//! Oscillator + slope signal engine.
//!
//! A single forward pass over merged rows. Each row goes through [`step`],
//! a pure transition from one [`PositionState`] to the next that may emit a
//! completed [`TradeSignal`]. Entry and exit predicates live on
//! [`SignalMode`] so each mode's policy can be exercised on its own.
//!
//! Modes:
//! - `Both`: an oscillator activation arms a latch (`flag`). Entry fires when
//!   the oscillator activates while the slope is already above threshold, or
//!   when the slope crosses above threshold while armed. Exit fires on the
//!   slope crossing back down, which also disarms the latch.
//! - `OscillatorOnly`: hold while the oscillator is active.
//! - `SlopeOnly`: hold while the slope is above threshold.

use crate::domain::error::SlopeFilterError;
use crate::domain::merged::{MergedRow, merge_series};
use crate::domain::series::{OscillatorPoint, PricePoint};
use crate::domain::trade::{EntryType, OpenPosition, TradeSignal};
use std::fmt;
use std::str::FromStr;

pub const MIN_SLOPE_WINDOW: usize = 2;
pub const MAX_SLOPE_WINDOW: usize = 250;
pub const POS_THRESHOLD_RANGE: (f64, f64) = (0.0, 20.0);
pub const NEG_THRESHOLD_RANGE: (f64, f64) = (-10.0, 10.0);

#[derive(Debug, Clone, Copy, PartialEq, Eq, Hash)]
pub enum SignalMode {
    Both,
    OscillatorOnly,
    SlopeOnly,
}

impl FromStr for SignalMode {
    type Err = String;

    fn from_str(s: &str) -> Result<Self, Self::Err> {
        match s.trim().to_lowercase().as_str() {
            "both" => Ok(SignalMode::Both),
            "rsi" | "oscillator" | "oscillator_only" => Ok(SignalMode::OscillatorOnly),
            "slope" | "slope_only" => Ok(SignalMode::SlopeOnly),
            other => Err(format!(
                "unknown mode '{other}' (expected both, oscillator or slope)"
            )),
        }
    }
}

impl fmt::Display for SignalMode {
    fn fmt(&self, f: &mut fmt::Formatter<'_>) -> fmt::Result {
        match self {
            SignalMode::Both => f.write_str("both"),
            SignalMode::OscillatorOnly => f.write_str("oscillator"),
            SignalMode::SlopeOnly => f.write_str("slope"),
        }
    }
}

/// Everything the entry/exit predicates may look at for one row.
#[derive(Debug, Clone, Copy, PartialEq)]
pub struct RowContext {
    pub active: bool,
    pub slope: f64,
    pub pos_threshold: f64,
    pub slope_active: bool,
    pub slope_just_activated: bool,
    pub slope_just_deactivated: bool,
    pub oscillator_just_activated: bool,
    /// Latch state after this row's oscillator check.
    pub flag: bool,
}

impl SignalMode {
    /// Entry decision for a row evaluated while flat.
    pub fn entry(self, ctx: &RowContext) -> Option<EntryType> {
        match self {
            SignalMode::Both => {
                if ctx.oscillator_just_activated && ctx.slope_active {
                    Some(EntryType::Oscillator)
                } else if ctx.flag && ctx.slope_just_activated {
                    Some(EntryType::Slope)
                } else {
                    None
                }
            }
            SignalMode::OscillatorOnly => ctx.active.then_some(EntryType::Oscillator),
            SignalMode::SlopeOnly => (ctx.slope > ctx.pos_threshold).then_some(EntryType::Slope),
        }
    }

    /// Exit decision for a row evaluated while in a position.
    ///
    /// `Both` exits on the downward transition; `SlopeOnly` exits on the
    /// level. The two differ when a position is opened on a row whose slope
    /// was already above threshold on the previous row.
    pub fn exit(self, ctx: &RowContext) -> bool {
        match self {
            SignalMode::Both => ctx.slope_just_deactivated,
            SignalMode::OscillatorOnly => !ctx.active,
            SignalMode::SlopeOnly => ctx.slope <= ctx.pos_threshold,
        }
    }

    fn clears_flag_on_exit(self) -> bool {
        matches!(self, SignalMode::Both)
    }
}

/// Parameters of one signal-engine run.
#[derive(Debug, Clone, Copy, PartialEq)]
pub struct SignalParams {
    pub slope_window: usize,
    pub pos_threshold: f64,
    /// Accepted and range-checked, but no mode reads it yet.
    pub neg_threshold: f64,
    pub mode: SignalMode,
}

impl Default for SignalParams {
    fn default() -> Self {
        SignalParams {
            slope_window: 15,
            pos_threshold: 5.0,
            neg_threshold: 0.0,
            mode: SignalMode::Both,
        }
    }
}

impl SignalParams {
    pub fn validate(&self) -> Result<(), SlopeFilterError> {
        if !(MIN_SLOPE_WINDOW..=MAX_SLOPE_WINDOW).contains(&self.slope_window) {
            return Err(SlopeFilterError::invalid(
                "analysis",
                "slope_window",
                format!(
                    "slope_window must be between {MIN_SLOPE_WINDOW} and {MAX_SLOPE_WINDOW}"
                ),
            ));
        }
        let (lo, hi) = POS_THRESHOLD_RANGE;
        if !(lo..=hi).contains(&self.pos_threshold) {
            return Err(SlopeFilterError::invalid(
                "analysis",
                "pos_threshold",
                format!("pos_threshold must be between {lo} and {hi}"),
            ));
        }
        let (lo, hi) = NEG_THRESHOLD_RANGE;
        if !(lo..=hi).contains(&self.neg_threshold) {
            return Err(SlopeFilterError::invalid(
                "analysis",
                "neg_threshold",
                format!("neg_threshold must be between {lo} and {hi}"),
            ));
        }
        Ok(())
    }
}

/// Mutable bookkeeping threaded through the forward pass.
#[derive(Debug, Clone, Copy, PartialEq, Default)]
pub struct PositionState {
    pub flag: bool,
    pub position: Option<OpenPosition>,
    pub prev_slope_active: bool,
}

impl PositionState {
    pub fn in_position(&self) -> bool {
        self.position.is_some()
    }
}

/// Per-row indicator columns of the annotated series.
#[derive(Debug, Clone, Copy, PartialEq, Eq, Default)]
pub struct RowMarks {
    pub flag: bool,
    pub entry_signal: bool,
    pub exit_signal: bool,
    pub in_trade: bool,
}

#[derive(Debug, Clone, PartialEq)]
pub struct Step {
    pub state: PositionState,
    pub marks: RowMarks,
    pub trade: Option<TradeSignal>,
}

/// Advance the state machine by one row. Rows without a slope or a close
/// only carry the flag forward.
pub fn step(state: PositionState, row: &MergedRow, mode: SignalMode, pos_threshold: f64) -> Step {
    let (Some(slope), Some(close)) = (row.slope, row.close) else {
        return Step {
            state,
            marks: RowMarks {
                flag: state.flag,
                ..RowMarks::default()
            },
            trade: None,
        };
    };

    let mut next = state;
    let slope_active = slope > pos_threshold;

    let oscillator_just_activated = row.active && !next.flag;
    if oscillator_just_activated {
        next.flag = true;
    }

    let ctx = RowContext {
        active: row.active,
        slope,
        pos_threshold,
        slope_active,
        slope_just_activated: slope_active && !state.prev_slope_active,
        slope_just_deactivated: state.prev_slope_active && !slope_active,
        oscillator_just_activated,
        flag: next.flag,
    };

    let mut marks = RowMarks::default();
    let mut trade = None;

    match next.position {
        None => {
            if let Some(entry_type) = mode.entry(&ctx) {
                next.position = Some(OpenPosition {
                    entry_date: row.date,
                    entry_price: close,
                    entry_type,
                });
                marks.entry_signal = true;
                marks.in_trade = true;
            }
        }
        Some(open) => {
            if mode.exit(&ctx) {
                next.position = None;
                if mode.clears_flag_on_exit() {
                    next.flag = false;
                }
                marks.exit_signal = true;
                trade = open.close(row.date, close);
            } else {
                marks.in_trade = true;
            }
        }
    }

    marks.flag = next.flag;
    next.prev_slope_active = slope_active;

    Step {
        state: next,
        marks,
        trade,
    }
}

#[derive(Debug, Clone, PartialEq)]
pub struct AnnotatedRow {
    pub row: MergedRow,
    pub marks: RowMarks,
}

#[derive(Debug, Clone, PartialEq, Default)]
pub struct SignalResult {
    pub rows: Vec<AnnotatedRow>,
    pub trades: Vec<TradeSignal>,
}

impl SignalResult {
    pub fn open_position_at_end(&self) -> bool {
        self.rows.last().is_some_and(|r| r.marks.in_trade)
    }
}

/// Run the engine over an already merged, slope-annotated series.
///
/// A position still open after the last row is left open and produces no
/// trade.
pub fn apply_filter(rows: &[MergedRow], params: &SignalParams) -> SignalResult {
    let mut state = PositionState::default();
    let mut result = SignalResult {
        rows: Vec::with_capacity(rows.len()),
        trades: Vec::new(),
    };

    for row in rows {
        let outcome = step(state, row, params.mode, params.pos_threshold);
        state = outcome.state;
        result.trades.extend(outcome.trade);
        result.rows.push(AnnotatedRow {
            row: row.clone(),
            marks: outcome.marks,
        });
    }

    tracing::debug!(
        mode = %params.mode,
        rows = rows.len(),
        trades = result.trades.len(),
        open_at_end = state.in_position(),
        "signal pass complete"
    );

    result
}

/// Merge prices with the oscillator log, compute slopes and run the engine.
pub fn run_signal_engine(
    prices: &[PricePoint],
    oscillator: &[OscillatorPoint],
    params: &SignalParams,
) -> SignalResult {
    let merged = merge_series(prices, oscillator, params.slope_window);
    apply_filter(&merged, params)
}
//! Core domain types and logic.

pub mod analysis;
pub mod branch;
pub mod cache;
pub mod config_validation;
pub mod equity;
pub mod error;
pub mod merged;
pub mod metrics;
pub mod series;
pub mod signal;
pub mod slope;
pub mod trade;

::::::

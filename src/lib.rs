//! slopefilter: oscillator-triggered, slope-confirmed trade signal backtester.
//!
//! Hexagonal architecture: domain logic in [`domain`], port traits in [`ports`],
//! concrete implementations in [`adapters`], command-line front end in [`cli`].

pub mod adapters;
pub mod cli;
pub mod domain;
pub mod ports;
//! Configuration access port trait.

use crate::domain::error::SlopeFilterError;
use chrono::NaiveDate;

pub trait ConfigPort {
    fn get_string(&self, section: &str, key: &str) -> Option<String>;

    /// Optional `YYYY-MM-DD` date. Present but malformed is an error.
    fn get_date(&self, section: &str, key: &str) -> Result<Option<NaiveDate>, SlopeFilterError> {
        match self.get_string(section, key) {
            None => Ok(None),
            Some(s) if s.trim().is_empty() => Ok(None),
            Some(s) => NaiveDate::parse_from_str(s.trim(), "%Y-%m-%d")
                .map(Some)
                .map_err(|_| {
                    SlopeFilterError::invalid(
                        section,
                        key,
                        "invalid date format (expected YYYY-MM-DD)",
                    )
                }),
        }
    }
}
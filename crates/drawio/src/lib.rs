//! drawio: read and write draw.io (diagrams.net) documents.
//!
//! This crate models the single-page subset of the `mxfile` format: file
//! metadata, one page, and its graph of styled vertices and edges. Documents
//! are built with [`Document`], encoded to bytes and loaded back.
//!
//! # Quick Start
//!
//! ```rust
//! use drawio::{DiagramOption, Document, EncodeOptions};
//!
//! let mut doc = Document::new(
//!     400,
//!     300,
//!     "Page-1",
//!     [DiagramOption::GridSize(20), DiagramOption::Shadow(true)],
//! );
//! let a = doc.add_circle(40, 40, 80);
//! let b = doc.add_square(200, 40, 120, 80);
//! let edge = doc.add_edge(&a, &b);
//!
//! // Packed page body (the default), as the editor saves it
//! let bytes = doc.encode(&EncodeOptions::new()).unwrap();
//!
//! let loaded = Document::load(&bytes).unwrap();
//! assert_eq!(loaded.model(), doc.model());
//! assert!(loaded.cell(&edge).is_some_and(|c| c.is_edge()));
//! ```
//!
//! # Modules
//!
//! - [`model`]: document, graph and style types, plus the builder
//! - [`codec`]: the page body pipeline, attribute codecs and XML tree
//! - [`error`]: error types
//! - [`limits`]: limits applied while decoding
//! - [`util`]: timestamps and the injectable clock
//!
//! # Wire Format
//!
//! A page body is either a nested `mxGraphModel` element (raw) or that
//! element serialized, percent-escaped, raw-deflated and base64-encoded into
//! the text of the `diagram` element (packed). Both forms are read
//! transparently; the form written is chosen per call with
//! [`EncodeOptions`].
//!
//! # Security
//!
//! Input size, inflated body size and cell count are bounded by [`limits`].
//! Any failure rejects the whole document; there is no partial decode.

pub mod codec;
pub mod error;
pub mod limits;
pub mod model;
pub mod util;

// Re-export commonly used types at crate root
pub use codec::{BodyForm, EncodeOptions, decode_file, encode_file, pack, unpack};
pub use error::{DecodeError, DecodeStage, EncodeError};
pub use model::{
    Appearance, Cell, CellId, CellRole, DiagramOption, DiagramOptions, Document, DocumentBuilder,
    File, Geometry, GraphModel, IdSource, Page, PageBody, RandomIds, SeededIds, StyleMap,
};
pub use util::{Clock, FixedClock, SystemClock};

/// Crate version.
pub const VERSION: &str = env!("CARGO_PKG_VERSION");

::::::

All lines of the listing that contain the word "already" should be copied out.

## SOLUTION TO THIS TASK
//!   the oscillator activates while the slope is already above threshold, or
    /// was already above threshold on the previous row.
/// Run the engine over an already merged, slope-annotated series.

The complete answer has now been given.